Dataset items ▸
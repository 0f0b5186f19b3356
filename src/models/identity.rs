//! Player identity types.

use serde::{Deserialize, Serialize};
use std::fmt;
use std::str::FromStr;
use thiserror::Error;

/// Errors raised while building a [`RiotId`] from user input.
#[derive(Debug, Clone, PartialEq, Eq, Error)]
pub enum IdentityError {
    #[error("Username is required")]
    MissingName,

    #[error("Tag is required")]
    MissingTag,

    #[error("Expected \"name#tag\", got \"{0}\"")]
    BadFormat(String),
}

/// Human-readable player handle: display name plus tag line.
#[derive(Debug, Clone, PartialEq, Eq, Hash, Serialize, Deserialize)]
pub struct RiotId {
    pub game_name: String,
    pub tag_line: String,
}

impl RiotId {
    /// Build an identity from separate form fields, trimming both parts.
    pub fn new(game_name: &str, tag_line: &str) -> Result<Self, IdentityError> {
        let game_name = game_name.trim();
        // Users frequently paste the tag with its leading '#'
        let tag_line = tag_line.trim().trim_start_matches('#').trim();

        if game_name.is_empty() {
            return Err(IdentityError::MissingName);
        }
        if tag_line.is_empty() {
            return Err(IdentityError::MissingTag);
        }

        Ok(Self {
            game_name: game_name.to_string(),
            tag_line: tag_line.to_string(),
        })
    }
}

impl FromStr for RiotId {
    type Err = IdentityError;

    fn from_str(s: &str) -> Result<Self, Self::Err> {
        let (name, tag) = s
            .rsplit_once('#')
            .ok_or_else(|| IdentityError::BadFormat(s.to_string()))?;
        Self::new(name, tag)
    }
}

impl fmt::Display for RiotId {
    fn fmt(&self, f: &mut fmt::Formatter<'_>) -> fmt::Result {
        write!(f, "{}#{}", self.game_name, self.tag_line)
    }
}

/// Opaque player identifier returned by the identity service.
#[derive(Clone, PartialEq, Eq, Hash, Serialize, Deserialize)]
#[serde(transparent)]
pub struct Puuid(String);

impl Puuid {
    pub fn new(id: impl Into<String>) -> Self {
        Self(id.into())
    }

    pub fn as_str(&self) -> &str {
        &self.0
    }
}

impl fmt::Display for Puuid {
    fn fmt(&self, f: &mut fmt::Formatter<'_>) -> fmt::Result {
        write!(f, "{}", self.0)
    }
}

impl fmt::Debug for Puuid {
    fn fmt(&self, f: &mut fmt::Formatter<'_>) -> fmt::Result {
        write!(f, "Puuid({})", self.0)
    }
}

#[cfg(test)]
mod tests {
    use super::*;

    #[test]
    fn test_riot_id_trims_input() {
        let id = RiotId::new("  Player One ", " EUW ").unwrap();
        assert_eq!(id.game_name, "Player One");
        assert_eq!(id.tag_line, "EUW");
    }

    #[test]
    fn test_riot_id_strips_hash_from_tag() {
        let id = RiotId::new("Player", "#1234").unwrap();
        assert_eq!(id.tag_line, "1234");
    }

    #[test]
    fn test_riot_id_requires_name() {
        assert_eq!(RiotId::new("   ", "EUW"), Err(IdentityError::MissingName));
    }

    #[test]
    fn test_riot_id_requires_tag() {
        assert_eq!(RiotId::new("Player", ""), Err(IdentityError::MissingTag));
        assert_eq!(RiotId::new("Player", "#"), Err(IdentityError::MissingTag));
    }

    #[test]
    fn test_riot_id_from_str() {
        let id: RiotId = "Some Name#NA1".parse().unwrap();
        assert_eq!(id.game_name, "Some Name");
        assert_eq!(id.tag_line, "NA1");
        assert_eq!(id.to_string(), "Some Name#NA1");
    }

    #[test]
    fn test_riot_id_from_str_without_tag() {
        assert!(matches!(
            "nohash".parse::<RiotId>(),
            Err(IdentityError::BadFormat(_))
        ));
    }

    #[test]
    fn test_puuid_serializes_transparently() {
        let puuid = Puuid::new("abc123");
        assert_eq!(serde_json::to_string(&puuid).unwrap(), "\"abc123\"");
        assert_eq!(format!("{:?}", puuid), "Puuid(abc123)");
    }
}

What is required ▸ A line belongs in the answer if it contains the word "unwrap"; copy every such line from the data above.

Answer space ▸
        let id = RiotId::new("  Player One ", " EUW ").unwrap();
        let id = RiotId::new("Player", "#1234").unwrap();
        let id: RiotId = "Some Name#NA1".parse().unwrap();
        assert_eq!(serde_json::to_string(&puuid).unwrap(), "\"abc123\"");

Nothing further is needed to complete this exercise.